Ricardo Arroyo, el inolvidable Vicente de ‘La que se avecina’, rompe su silencio tras dos años ingresado: “Me pudo el estrés”

Ricardo Arroyo, uno de los rostros más queridos de la comedia televisiva en España gracias a su papel de Vicente Maroto en 'La que se avecina', ha reaparecido tras tres años alejado del foco mediático con un testimonio tan sincero como duro.

El actor ha confirmado que lleva casi dos años ingresado en una clínica de recuperación tras sufrir un colapso provocado por el estrés acumulado durante años de trabajo.

En una conversación telefónica con el programa 'El tiempo justo', emitido en Telecinco, el intérprete explicó sin rodeos el origen de su situación: “Me pudo el estrés. Llegó un momento en que dije: hasta aquí”. Lejos de tratarse de un problema vinculado a la fama, Arroyo fue claro al señalar que el detonante fue el ritmo frenético de rodajes y obligaciones profesionales. “No ha sido la fama, ha sido la prisa”, aseguró.

Durante más de una década, el actor formó parte esencial de 'La que se avecina', después de haber pasado también por 'Aquí no hay quien viva', donde dio vida a Higinio. Su rutina, según ha relatado, era agotadora: jornadas de más de doce horas, estudio al finalizar el día y apenas descanso antes de volver a empezar. Una dinámica que terminó pasándole factura.

El ingreso no fue inmediato ni sencillo. Arroyo ha contado que todo comenzó con una visita a Urgencias y que después fue enlazando distintos centros hasta llegar a la clínica actual, donde permanece internado. El coste del tratamiento, según ha detallado, ronda los 3.000 euros mensuales. Aun así, insiste en que su prioridad es recuperarse: “Mi lucha es salir”.

Las secuelas han sido tanto físicas como cognitivas. El actor ha confesado que ha sufrido casi veinte caídas en la calle debido a mareos y problemas de equilibrio, y que todavía trabaja para recuperar memoria y estabilidad. “Tengo que andar con cuidado, los pasos… que no me maree”, explicó.

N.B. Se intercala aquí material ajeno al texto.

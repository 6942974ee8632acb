//! Streaming response engine.
//!
//! Drives one generation cycle end to end:
//!
//! ```text
//! STREAMING_TEXT ──(no tool calls)──────────────────────────▶ DONE
//! STREAMING_TEXT ─▶ TOOL_CALLS_DETECTED ─▶ EXECUTING_TOOLS ─▶ STREAMING_FOLLOWUP ─▶ DONE
//!        └──────────────(any fault)──────▶ ERROR ───────────▶ DONE
//! ```
//!
//! Text deltas are forwarded to the peer the moment they arrive; tool-call
//! deltas are accumulated by index, since both the name and the argument
//! string may be split across chunks. When the first pass requested tools, a
//! "please hold" filler goes out before any tool work so the peer hears
//! something during the latency, each tool call yields exactly one result
//! entry (error payloads included), and a second, tool-free pass streams the
//! final wording. Every cycle ends in exactly one complete frame; any fault
//! collapses into a single apologetic complete frame instead of propagating.

use std::sync::Arc;

use chrono::Local;
use futures::{Stream, StreamExt};
use rand::seq::SliceRandom;
use serde_json::json;
use tracing::{debug, warn};

use super::prompt::assemble_prompt;
use super::{
    ChatApi, ChatMessage, ChatRequest, FunctionCall, ResponseFrame, StreamEvent, ToolCallRecord,
};
use crate::backend::CallerIdentity;
use crate::session::{InteractionRequest, PromptContext};
use crate::tools::{ToolInvoker, tool_definitions};

/// Sampling temperature for the first (tool-enabled) pass.
const GENERATION_TEMPERATURE: f32 = 0.3;

/// Terminal apology used whenever a cycle fails.
pub const GENERATION_APOLOGY: &str =
    "I apologize, but I ran into an unexpected problem. Could you please try again?";

/// Filler lines spoken while tool calls execute.
const HOLD_PHRASES: &[&str] = &[
    "Sure thing, just a sec.",
    "Hold on, let me check.",
    "Got it, give me a moment.",
    "Alright, let me handle that.",
    "No problem, just a moment.",
    "One second, I'm on it.",
    "Right away, hold tight.",
    "Let me get to that real quick.",
    "Certainly, one moment please.",
];

/// A tool call being reassembled from streamed fragments.
#[derive(Debug, Default, Clone, PartialEq)]
struct ToolCallDraft {
    id: String,
    name: String,
    arguments: String,
}

impl ToolCallDraft {
    fn into_record(self) -> ToolCallRecord {
        ToolCallRecord {
            id: self.id,
            kind: "function".to_string(),
            function: FunctionCall {
                name: self.name,
                arguments: self.arguments,
            },
        }
    }
}

/// Fold one streamed tool-call fragment into the drafts, growing the list
/// when a new index appears. Name and argument fragments append.
fn absorb_tool_delta(
    drafts: &mut Vec<ToolCallDraft>,
    index: usize,
    id: Option<String>,
    name: Option<String>,
    arguments: Option<String>,
) {
    while drafts.len() <= index {
        drafts.push(ToolCallDraft::default());
    }
    let draft = &mut drafts[index];
    if let Some(id) = id {
        draft.id = id;
    }
    if let Some(name) = name {
        draft.name.push_str(&name);
    }
    if let Some(arguments) = arguments {
        draft.arguments.push_str(&arguments);
    }
}

fn hold_phrase() -> &'static str {
    HOLD_PHRASES
        .choose(&mut rand::thread_rng())
        .copied()
        .unwrap_or(HOLD_PHRASES[0])
}

/// The engine: one instance per process, shared by every call session.
pub struct ResponseEngine {
    chat: Arc<dyn ChatApi>,
    invoker: Arc<ToolInvoker>,
    assistant_name: String,
}

impl ResponseEngine {
    pub fn new(chat: Arc<dyn ChatApi>, invoker: Arc<ToolInvoker>, assistant_name: String) -> Self {
        Self {
            chat,
            invoker,
            assistant_name,
        }
    }

    /// Run one generation cycle, yielding response frames as they become
    /// available. The returned stream always terminates with exactly one
    /// complete frame for `request.response_id` and never yields a fault.
    pub fn draft_response(
        &self,
        request: InteractionRequest,
        context: PromptContext,
        identity: CallerIdentity,
    ) -> impl Stream<Item = ResponseFrame> + Send + 'static {
        let chat = Arc::clone(&self.chat);
        let invoker = Arc::clone(&self.invoker);
        let assistant_name = self.assistant_name.clone();
        let response_id = request.response_id;

        async_stream::stream! {
            let mut messages = assemble_prompt(&assistant_name, &context, &request, Local::now());

            // First pass: text plus potential tool calls.
            let first = chat
                .chat_stream(ChatRequest {
                    messages: messages.clone(),
                    tools: tool_definitions(),
                    temperature: Some(GENERATION_TEMPERATURE),
                })
                .await;
            let mut stream = match first {
                Ok(stream) => stream,
                Err(e) => {
                    warn!(response_id, error = %e, "model call failed");
                    yield ResponseFrame::terminal(response_id, GENERATION_APOLOGY);
                    return;
                }
            };

            let mut drafts: Vec<ToolCallDraft> = Vec::new();
            let mut streamed_text = String::new();
            let mut faulted = false;

            while let Some(event) = stream.next().await {
                match event {
                    Ok(StreamEvent::TextDelta(delta)) => {
                        streamed_text.push_str(&delta);
                        yield ResponseFrame::delta(response_id, delta);
                    }
                    Ok(StreamEvent::ToolCallDelta { index, id, name, arguments }) => {
                        absorb_tool_delta(&mut drafts, index, id, name, arguments);
                    }
                    Ok(StreamEvent::Done { finish_reason }) => {
                        debug!(response_id, ?finish_reason, "first pass complete");
                        break;
                    }
                    Err(e) => {
                        warn!(response_id, error = %e, "generation stream interrupted");
                        faulted = true;
                        break;
                    }
                }
            }
            if faulted {
                yield ResponseFrame::terminal(response_id, GENERATION_APOLOGY);
                return;
            }

            if !drafts.is_empty() {
                // Audible feedback before any tool latency.
                yield ResponseFrame::delta(response_id, hold_phrase());

                let records: Vec<ToolCallRecord> =
                    drafts.iter().cloned().map(ToolCallDraft::into_record).collect();

                // Every tool call gets exactly one result entry, error or not.
                let mut results = Vec::with_capacity(drafts.len());
                for draft in &drafts {
                    let payload = match invoker
                        .invoke(&identity, &draft.name, &draft.arguments)
                        .await
                    {
                        Ok(payload) => payload,
                        Err(e) => {
                            warn!(response_id, tool = %draft.name, error = %e, "tool call failed");
                            json!({ "error": format!("tool execution failed: {e}") })
                        }
                    };
                    results.push(ChatMessage::tool_result(
                        draft.id.clone(),
                        draft.name.clone(),
                        payload.to_string(),
                    ));
                }

                messages.push(ChatMessage::assistant_with_tool_calls(
                    streamed_text.clone(),
                    records,
                ));
                messages.extend(results);

                // Follow-up pass: no tools, stream the final wording.
                match chat
                    .chat_stream(ChatRequest {
                        messages,
                        tools: Vec::new(),
                        temperature: None,
                    })
                    .await
                {
                    Ok(mut followup) => {
                        while let Some(event) = followup.next().await {
                            match event {
                                Ok(StreamEvent::TextDelta(delta)) => {
                                    yield ResponseFrame::delta(response_id, delta);
                                }
                                Ok(StreamEvent::Done { .. }) => break,
                                Ok(StreamEvent::ToolCallDelta { .. }) => {
                                    // Tools were not offered on this pass.
                                }
                                Err(e) => {
                                    warn!(response_id, error = %e, "follow-up stream interrupted");
                                    yield ResponseFrame::terminal(response_id, GENERATION_APOLOGY);
                                    return;
                                }
                            }
                        }
                    }
                    Err(e) => {
                        warn!(response_id, error = %e, "follow-up model call failed");
                        yield ResponseFrame::terminal(response_id, GENERATION_APOLOGY);
                        return;
                    }
                }
            }

            yield ResponseFrame::finished(response_id);
        }
    }
}

#[cfg(test)]
mod tests {
    use super::*;

    #[test]
    fn tool_fragments_reassemble_by_index() {
        let mut drafts = Vec::new();
        absorb_tool_delta(
            &mut drafts,
            0,
            Some("call_1".into()),
            Some("Places".into()),
            Some(String::new()),
        );
        absorb_tool_delta(&mut drafts, 0, None, Some("Search".into()), Some("{\"loc".into()));
        absorb_tool_delta(&mut drafts, 0, None, None, Some("ation\":\"Austin\"}".into()));

        assert_eq!(drafts.len(), 1);
        assert_eq!(drafts[0].id, "call_1");
        assert_eq!(drafts[0].name, "PlacesSearch");
        assert_eq!(drafts[0].arguments, "{\"location\":\"Austin\"}");
    }

    #[test]
    fn out_of_order_index_grows_the_draft_list() {
        let mut drafts = Vec::new();
        absorb_tool_delta(&mut drafts, 2, Some("call_3".into()), None, None);
        assert_eq!(drafts.len(), 3);
        assert_eq!(drafts[2].id, "call_3");
        assert!(drafts[0].id.is_empty());
    }

    #[test]
    fn draft_converts_to_wire_record() {
        let draft = ToolCallDraft {
            id: "call_9".into(),
            name: "BookingRequest".into(),
            arguments: "{}".into(),
        };
        let record = draft.into_record();
        assert_eq!(record.kind, "function");
        assert_eq!(record.function.name, "BookingRequest");
    }

    #[test]
    fn hold_phrase_is_always_available() {
        let phrase = hold_phrase();
        assert!(HOLD_PHRASES.contains(&phrase));
    }
}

Más allá de la salud, hay otro aspecto que le ha dolido especialmente: el silencio de parte del sector. Arroyo no ocultó su decepción al hablar de la falta de contacto de antiguos compañeros. “Cuando estás trabajando eres la hostia; en cuanto desapareces, nadie se acuerda de ti. Te sientes abandonado”, lamentó. Una frase que ha resonado con fuerza entre seguidores y profesionales.

Su salida de 'La que se avecina' se produjo a finales de 2024, cerrando así una etapa de más de catorce temporadas en la ficción de Mediaset España. En pantalla, la muerte de su personaje marcó el final definitivo de Vicente Maroto, el mítico “hombre cojín” que tantas tramas protagonizó. Fuera de cámaras, sin embargo, la realidad era mucho más compleja de lo que se conocía.

Pese a todo, Arroyo no contempla su retirada como algo irreversible. Echa de menos el set, las conversaciones con directores y compañeros, la interpretación. “No doy por hecho no volver”, aseguró, dejando la puerta abierta a un posible regreso cuando su recuperación se lo permita.

Hoy, a sus 75 años, el actor afronta una etapa distinta, más pausada. Sin el vértigo de los rodajes, pero con la determinación de volver a sentirse “un tío normal”. Su testimonio no solo pone el foco en su situación personal, sino también en la presión silenciosa que puede esconder la industria audiovisual, incluso tras la comedia más popular.